There were 92 households, out of which 32.6% had children under the age of 18 living with them, 64.1% were married couples living together, 4.3% had a female householder with no husband present, and 28.3% were non-families. 25.0% of all households were made up of individuals, and 17.4% had someone living alone who was 65 years of age or older. The average household size was 2.45 and the average family size was 2.89.

In the town, the population was spread out, with 25.3% under the age of 18, 5.8% from 18 to 24, 25.8% from 25 to 44, 28.4% from 45 to 64, and 14.7% who were 65 years of age or older. The median age was 41 years. For every 100 females, there were 94.0 males. For every 100 females age 18 and over, there were 90.9 males.

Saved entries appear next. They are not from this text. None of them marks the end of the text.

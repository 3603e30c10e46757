//! `hubble-filter filter` command handler

use std::io::Write;
use std::path::PathBuf;

use serde::Serialize;
use tokio::io::{AsyncBufReadExt, AsyncRead, BufReader};
use tracing::{info, warn};

use hubble_core::config::HubbleConfig;
use hubble_core::types::Event;
use hubble_filters::{CompiledFilters, FilterSpecLoader, FilterSpecSet, default_filters};

use crate::cli::FilterArgs;
use crate::error::CliError;
use crate::output::OutputWriter;

/// Per-run counters, logged when the input is exhausted.
#[derive(Debug, Default, Clone, Copy, PartialEq, Eq, Serialize)]
pub struct FilterStats {
    pub read: u64,
    pub passed: u64,
    pub dropped: u64,
    pub malformed: u64,
}

/// Execute the `filter` command.
pub async fn execute(
    args: FilterArgs,
    config: &HubbleConfig,
    writer: &OutputWriter,
) -> Result<(), CliError> {
    let filters = load_filters(args.spec.clone(), config).await?;

    let input: Box<dyn AsyncRead + Unpin + Send> = if args.reads_stdin() {
        Box::new(tokio::io::stdin())
    } else {
        Box::new(tokio::fs::File::open(&args.input).await?)
    };

    let stdout = std::io::stdout();
    let mut out = stdout.lock();
    let stats = filter_stream(BufReader::new(input), &filters, writer, &mut out).await?;
    out.flush()?;

    info!(
        read = stats.read,
        passed = stats.passed,
        dropped = stats.dropped,
        malformed = stats.malformed,
        "filtering finished"
    );
    Ok(())
}

/// Resolve the spec file (CLI flag first, then `filter.spec_path`) and compile it.
///
/// With no spec file at all every event passes.
async fn load_filters(
    spec: Option<PathBuf>,
    config: &HubbleConfig,
) -> Result<CompiledFilters, CliError> {
    let spec_path = spec.or_else(|| {
        (!config.filter.spec_path.is_empty()).then(|| PathBuf::from(&config.filter.spec_path))
    });

    let specs = match spec_path {
        Some(path) => FilterSpecLoader::load_file(&path).await?,
        None => {
            info!("no filter spec configured, all events pass");
            FilterSpecSet::default()
        }
    };

    Ok(specs.compile(&default_filters())?)
}

/// Apply the filters to every JSON line of `reader`, writing passing events to `out`.
///
/// Blank lines are ignored. Malformed lines, including ones that are not
/// valid UTF-8, are logged and skipped.
pub async fn filter_stream<R>(
    reader: R,
    filters: &CompiledFilters,
    writer: &OutputWriter,
    out: &mut dyn Write,
) -> Result<FilterStats, CliError>
where
    R: tokio::io::AsyncBufRead + Unpin,
{
    let mut stats = FilterStats::default();
    let mut lines = reader.split(b'\n');
    let mut line_no: u64 = 0;

    while let Some(line) = lines.next_segment().await? {
        line_no += 1;
        let line = line.trim_ascii();
        if line.is_empty() {
            continue;
        }
        stats.read += 1;

        let event: Event = match serde_json::from_slice(line) {
            Ok(event) => event,
            Err(e) => {
                warn!(line = line_no, error = %e, "skipping malformed event");
                stats.malformed += 1;
                continue;
            }
        };

        if filters.apply(&event) {
            writer.render_line(out, &event)?;
            stats.passed += 1;
        } else {
            stats.dropped += 1;
        }
    }

    Ok(stats)
}

#[cfg(test)]
mod tests {
    use super::*;
    use crate::cli::OutputFormat;

    const EVENTS: &str = r#"{"flow": {"node_name": "k8s1", "destination_names": ["www.cilium.io"]}}
{"flow": {"node_name": "k8s2"}}

not json
{"lost_events": {"num_events_lost": 3}}
{"flow": {"node_name": "runtime1"}}
"#;

    fn compile(json: &str) -> CompiledFilters {
        FilterSpecLoader::parse_json(json, "test.json")
            .expect("should parse")
            .compile(&default_filters())
            .expect("should compile")
    }

    async fn run(filters: &CompiledFilters, format: OutputFormat) -> (FilterStats, String) {
        let mut out = Vec::new();
        let stats = filter_stream(
            EVENTS.as_bytes(),
            filters,
            &OutputWriter::new(format),
            &mut out,
        )
        .await
        .expect("stream should be processed");
        (stats, String::from_utf8(out).expect("valid UTF-8"))
    }

    #[tokio::test]
    async fn allow_and_deny_lists_are_applied() {
        let filters = compile(
            r#"{"allowlist": [{"node_name": ["k8s*"]}], "denylist": [{"node_name": ["k8s2"]}]}"#,
        );
        let (stats, output) = run(&filters, OutputFormat::Text).await;

        assert_eq!(
            stats,
            FilterStats {
                read: 5,
                passed: 1,
                dropped: 3,
                malformed: 1,
            }
        );
        assert_eq!(output, "- [k8s1] - -> www.cilium.io UNKNOWN\n");
    }

    #[tokio::test]
    async fn empty_spec_passes_everything() {
        let filters = compile("{}");
        let (stats, output) = run(&filters, OutputFormat::Json).await;

        assert_eq!(stats.passed, 4);
        assert_eq!(stats.malformed, 1);
        let events: Vec<Event> = output
            .lines()
            .map(|l| serde_json::from_str(l).expect("each line is an event"))
            .collect();
        assert_eq!(events.len(), 4);
        assert_eq!(events[0].node_name(), "k8s1");
        assert!(events[2].flow().is_none(), "lost events pass through");
    }

    #[tokio::test]
    async fn denylist_alone_drops_only_matches() {
        let filters = compile(r#"{"denylist": [{"destination_fqdn": ["*.cilium.io"]}]}"#);
        let (stats, _) = run(&filters, OutputFormat::Text).await;
        assert_eq!(stats.passed, 3);
        assert_eq!(stats.dropped, 1);
    }

    #[tokio::test]
    async fn invalid_utf8_line_is_skipped() {
        let input: &[u8] =
            b"{\"flow\": {\"node_name\": \"k8s1\"}}\n\xff\xfe garbage\r\n{\"flow\": {\"node_name\": \"k8s2\"}}\r\n";
        let filters = compile("{}");

        let mut out = Vec::new();
        let stats = filter_stream(
            input,
            &filters,
            &OutputWriter::new(OutputFormat::Json),
            &mut out,
        )
        .await
        .expect("a bad line must not abort the stream");

        assert_eq!(
            stats,
            FilterStats {
                read: 3,
                passed: 2,
                dropped: 0,
                malformed: 1,
            }
        );
        let events: Vec<Event> = String::from_utf8(out)
            .expect("valid UTF-8")
            .lines()
            .map(|l| serde_json::from_str(l).expect("each line is an event"))
            .collect();
        assert_eq!(events.len(), 2);
        assert_eq!(events[1].node_name(), "k8s2");
    }

    #[tokio::test]
    async fn load_filters_without_spec_allows_all() {
        let filters = load_filters(None, &HubbleConfig::default())
            .await
            .expect("defaults should compile");
        assert!(filters.allowlist.is_empty());
        assert!(filters.denylist.is_empty());
    }

    #[tokio::test]
    async fn load_filters_prefers_cli_spec_over_config() {
        let dir = tempfile::tempdir().expect("should create temp dir");
        let path = dir.path().join("filters.json");
        std::fs::write(&path, r#"{"denylist": [{"node_name": ["k8s2"]}]}"#).expect("write");

        let mut config = HubbleConfig::default();
        config.filter.spec_path = "/nonexistent/filters.yaml".to_owned();

        let filters = load_filters(Some(path), &config)
            .await
            .expect("CLI spec should be used");
        assert_eq!(filters.denylist.len(), 1);

        let err = load_filters(None, &config)
            .await
            .expect_err("configured spec path does not exist");
        assert_eq!(err.exit_code(), 3);
    }
}
//! libSQL backend, the durable `KeyValueStore` implementation.
//!
//! Supports local file and in-memory databases.

use std::path::Path;
use std::sync::Arc;

use async_trait::async_trait;
use chrono::Utc;
use libsql::{Connection, Database as LibSqlDatabase, params};
use tracing::{info, warn};

use super::memory::MemoryStore;
use super::migrations;
use super::traits::KeyValueStore;
use crate::error::StorageError;

/// libSQL key/value store.
///
/// Holds a single connection reused for all operations.
pub struct LibSqlStore {
    /// Never read; `conn` is only valid while the database is open.
    _db: LibSqlDatabase,
    conn: Connection,
}

impl LibSqlStore {
    /// Open (or create) a local database file and run migrations.
    pub async fn new_local(path: &Path) -> Result<Self, StorageError> {
        if let Some(parent) = path.parent() {
            std::fs::create_dir_all(parent).map_err(|e| {
                StorageError::Pool(format!("Failed to create database directory: {e}"))
            })?;
        }

        let db = libsql::Builder::new_local(path)
            .build()
            .await
            .map_err(|e| StorageError::Pool(format!("Failed to open libSQL database: {e}")))?;

        let store = Self::from_database(db).await?;
        info!(path = %path.display(), "Intro store opened");
        Ok(store)
    }

    /// Create an in-memory database (for tests).
    pub async fn new_memory() -> Result<Self, StorageError> {
        let db = libsql::Builder::new_local(":memory:")
            .build()
            .await
            .map_err(|e| {
                StorageError::Pool(format!("Failed to create in-memory database: {e}"))
            })?;
        Self::from_database(db).await
    }

    async fn from_database(db: LibSqlDatabase) -> Result<Self, StorageError> {
        let conn = db
            .connect()
            .map_err(|e| StorageError::Pool(format!("Failed to create connection: {e}")))?;
        migrations::run_migrations(&conn).await?;
        Ok(Self { _db: db, conn })
    }
}

/// Open the durable store at `path`.
///
/// A store that cannot be opened is not fatal: the intro runs against an
/// unavailable store, so every read falls back to its default (the intro
/// shows) and writes are dropped.
pub async fn open_durable_store(path: &Path) -> Arc<dyn KeyValueStore> {
    match LibSqlStore::new_local(path).await {
        Ok(store) => Arc::new(store),
        Err(e) => {
            warn!(
                path = %path.display(),
                "Durable intro store unavailable, preferences will not persist: {}",
                e
            );
            MemoryStore::unavailable()
        }
    }
}

#[async_trait]
impl KeyValueStore for LibSqlStore {
    async fn get(&self, key: &str) -> Result<Option<String>, StorageError> {
        let mut rows = self
            .conn
            .query("SELECT value FROM intro_kv WHERE key = ?1", params![key])
            .await
            .map_err(|e| StorageError::Query(format!("get: {e}")))?;

        match rows.next().await {
            Ok(Some(row)) => {
                let value: String = row
                    .get(0)
                    .map_err(|e| StorageError::Query(format!("get: {e}")))?;
                Ok(Some(value))
            }
            Ok(None) => Ok(None),
            Err(e) => Err(StorageError::Query(format!("get: {e}"))),
        }
    }

    async fn set(&self, key: &str, value: &str) -> Result<(), StorageError> {
        let now = Utc::now().to_rfc3339();
        self.conn
            .execute(
                "INSERT INTO intro_kv (key, value, updated_at) VALUES (?1, ?2, ?3)
                 ON CONFLICT (key) DO UPDATE SET value = ?2, updated_at = ?3",
                params![key, value, now],
            )
            .await
            .map_err(|e| StorageError::Query(format!("set: {e}")))?;
        Ok(())
    }

    async fn remove(&self, key: &str) -> Result<bool, StorageError> {
        let count = self
            .conn
            .execute("DELETE FROM intro_kv WHERE key = ?1", params![key])
            .await
            .map_err(|e| StorageError::Query(format!("remove: {e}")))?;
        Ok(count > 0)
    }

    async fn clear(&self) -> Result<(), StorageError> {
        self.conn
            .execute("DELETE FROM intro_kv", ())
            .await
            .map_err(|e| StorageError::Query(format!("clear: {e}")))?;
        Ok(())
    }
}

The median income for a household in the town was $26,250, and the median income for a family was $31,875. Males had a median income of $30,833 versus $13,929 for females. The per capita income for the town was $14,456. About 10.4% of families and 13.5% of the population were below the poverty line, including 16.0% of those under the age of eighteen and 20.5% of those 65 or over.

==Education==
According to the U.S. Census Bureau, Topsfield itself is not in a school district, and is counted as the school system of the "Washington Unorganized Territory" along with unorganized areas. The Maine Department of Education takes responsibility for coordinating school assignments in the unorganized territory.

East Range II CSD School, a K-8 school, of the East Range Community School District, is in Topsfield. That district is a part of the Eastern Maine Area School System (Alternative Organizational System 90). In 2023, it had 25 students. Teachers had certifications to teach all relevant grade levels, and their classrooms had students of different grades. Joyce Kryszak of The Maine Monitor described East Range II CSD as "a hub, taking students from several surrounding far-flung towns and unorganized territories".

In 1973 Topsfield had a grade 1-8 school of its own, Topsfield Elementary School, with high school students going to East Grand School and Lee Academy. In 1974 it was due to join the East Range school district. The former Topsfield school closed in 1976. Residents protested against a proposed demolition, and instead it became a town hall and community center.